**The problem**
Restate all of the data below word for word.

Saved data entries
= Beginning of Section =
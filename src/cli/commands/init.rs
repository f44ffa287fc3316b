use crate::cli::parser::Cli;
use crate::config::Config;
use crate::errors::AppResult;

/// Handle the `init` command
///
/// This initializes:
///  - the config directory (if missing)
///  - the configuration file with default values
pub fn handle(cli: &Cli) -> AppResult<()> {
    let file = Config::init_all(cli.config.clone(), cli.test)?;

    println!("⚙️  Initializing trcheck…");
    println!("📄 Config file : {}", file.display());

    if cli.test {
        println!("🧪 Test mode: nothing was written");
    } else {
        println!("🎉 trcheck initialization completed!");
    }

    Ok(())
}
= End of Section =
**The completed task**
filename src/cli/commands/init.rs
repository f44ffa287fc3316b
use crate::cli::parser::Cli;
use crate::config::Config;
use crate::errors::AppResult;

/// Handle the `init` command
///
/// This initializes:
///  - the config directory (if missing)
///  - the configuration file with default values
pub fn handle(cli: &Cli) -> AppResult<()> {
    let file = Config::init_all(cli.config.clone(), cli.test)?;

    println!("⚙️  Initializing trcheck…");
    println!("📄 Config file : {}", file.display());

    if cli.test {
        println!("🧪 Test mode: nothing was written");
    } else {
        println!("🎉 trcheck initialization completed!");
    }

    Ok(())
}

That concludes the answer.